WORK ITEM
For the entries below, how many lines include the word "enum"? Give the figure and nothing more.

EXTRACTED ENTRIES
____

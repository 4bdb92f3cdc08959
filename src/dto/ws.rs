//! Wire protocol for the quiz WebSocket channel.
//!
//! Every frame is a single JSON object tagged by a `type` field; payload
//! fields use camelCase for compatibility with the web frontend.

use serde::{Deserialize, Serialize};
use serde_json::Value;
use utoipa::ToSchema;

use crate::{
    dto::quiz::{ParticipantSnapshot, ParticipantSummary},
    state::room::QuizStatus,
};

/// Messages accepted from quiz clients.
#[derive(Debug, Deserialize, Serialize, ToSchema)]
#[serde(tag = "type", rename_all = "snake_case")]
pub enum ClientMessage {
    /// Join a quiz room, creating it when absent.
    JoinQuiz(JoinQuizPayload),
    /// Start the quiz.
    StartQuiz(LifecyclePayload),
    /// End the quiz.
    EndQuiz(LifecyclePayload),
    /// Submit an answer for the current question.
    SubmitAnswer(SubmitAnswerPayload),
    /// Distribute rewards to the top scorer.
    DistributeRewards(LifecyclePayload),
    /// Tolerated unknown message type; logged and dropped.
    #[serde(other)]
    Unknown,
}

/// Payload carried by `join_quiz` messages.
#[derive(Debug, Clone, Deserialize, Serialize, ToSchema)]
#[serde(rename_all = "camelCase")]
pub struct JoinQuizPayload {
    /// Target room identifier.
    pub quiz_id: String,
    /// External identity of the joining participant.
    pub user_address: String,
    /// Display name of the joining participant.
    pub user_name: String,
}

/// Payload shared by the creator-driven lifecycle messages.
#[derive(Debug, Clone, Deserialize, Serialize, ToSchema)]
#[serde(rename_all = "camelCase")]
pub struct LifecyclePayload {
    /// Target room identifier.
    pub quiz_id: String,
    /// Address of the requester. Carried but not verified against an owner
    /// record; see the trust assumptions in DESIGN.md.
    pub creator_address: String,
}

/// Payload carried by `submit_answer` messages.
#[derive(Debug, Clone, Deserialize, Serialize, ToSchema)]
#[serde(rename_all = "camelCase")]
pub struct SubmitAnswerPayload {
    /// Target room identifier.
    pub quiz_id: String,
    /// External identity of the answering participant.
    pub user_address: String,
    /// Index of the question being answered.
    pub question_index: u32,
    /// Opaque answer value, stored as submitted.
    pub answer: Value,
    /// Whether the frontend graded the answer as correct.
    pub is_correct: bool,
}

/// Events pushed to quiz clients.
#[derive(Debug, Clone, Serialize, ToSchema)]
#[serde(tag = "type", rename_all = "snake_case")]
pub enum ServerMessage {
    /// A participant joined the room.
    ParticipantJoined(ParticipantJoinedEvent),
    /// Point-in-time room snapshot sent to a newly joined connection.
    QuizStatus(QuizStatusEvent),
    /// The quiz started.
    QuizStarted(QuizStartedEvent),
    /// The quiz ended.
    QuizEnded(QuizEndedEvent),
    /// A participant's score changed.
    ScoreUpdated(ScoreUpdatedEvent),
    /// Rewards were distributed to the winner.
    RewardsDistributed(RewardsDistributedEvent),
    /// A reportable failure, delivered only to the requesting connection.
    Error(ErrorEvent),
}

/// Broadcast when a participant joins a room.
#[derive(Debug, Clone, Serialize, ToSchema)]
#[serde(rename_all = "camelCase")]
pub struct ParticipantJoinedEvent {
    /// Room the participant joined.
    pub quiz_id: String,
    /// The joining participant.
    pub participant: ParticipantSummary,
    /// Room size after the join.
    pub total_participants: usize,
}

/// Targeted snapshot sent to the joining connection.
#[derive(Debug, Clone, Serialize, ToSchema)]
#[serde(rename_all = "camelCase")]
pub struct QuizStatusEvent {
    /// Room the snapshot describes.
    pub quiz_id: String,
    /// Current lifecycle status.
    pub status: QuizStatus,
    /// Roster in first-join order.
    pub participants: Vec<ParticipantSnapshot>,
    /// Index of the question currently being played.
    pub current_question: u32,
    /// Set once the quiz has started.
    pub started: bool,
    /// Set once the quiz has ended.
    pub ended: bool,
}

/// Broadcast when the quiz starts.
#[derive(Debug, Clone, Serialize, ToSchema)]
#[serde(rename_all = "camelCase")]
pub struct QuizStartedEvent {
    /// Room that started.
    pub quiz_id: String,
    /// Start time in unix milliseconds.
    pub started_at: i64,
    /// Number of questions in the quiz.
    pub total_questions: u32,
}

/// Broadcast when the quiz ends.
#[derive(Debug, Clone, Serialize, ToSchema)]
#[serde(rename_all = "camelCase")]
pub struct QuizEndedEvent {
    /// Room that ended.
    pub quiz_id: String,
    /// End time in unix milliseconds.
    pub ended_at: i64,
    /// Final roster with scores.
    pub participants: Vec<ParticipantSnapshot>,
}

/// Broadcast when a participant's score changes.
#[derive(Debug, Clone, Serialize, ToSchema)]
#[serde(rename_all = "camelCase")]
pub struct ScoreUpdatedEvent {
    /// Room the update belongs to.
    pub quiz_id: String,
    /// The participant with their refreshed score.
    pub participant: ParticipantSummary,
}

/// Broadcast when rewards are distributed.
#[derive(Debug, Clone, Serialize, ToSchema)]
#[serde(rename_all = "camelCase")]
pub struct RewardsDistributedEvent {
    /// Room the distribution belongs to.
    pub quiz_id: String,
    /// Top scorer receiving the rewards.
    pub winner: ParticipantSummary,
    /// Address that requested the distribution.
    pub distributed_by: String,
}

/// Failure report delivered to the requesting connection only.
#[derive(Debug, Clone, Serialize, ToSchema)]
#[serde(rename_all = "camelCase")]
pub struct ErrorEvent {
    /// Human-readable description of the failure.
    pub message: String,
}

____

OUTPUT BELOW
2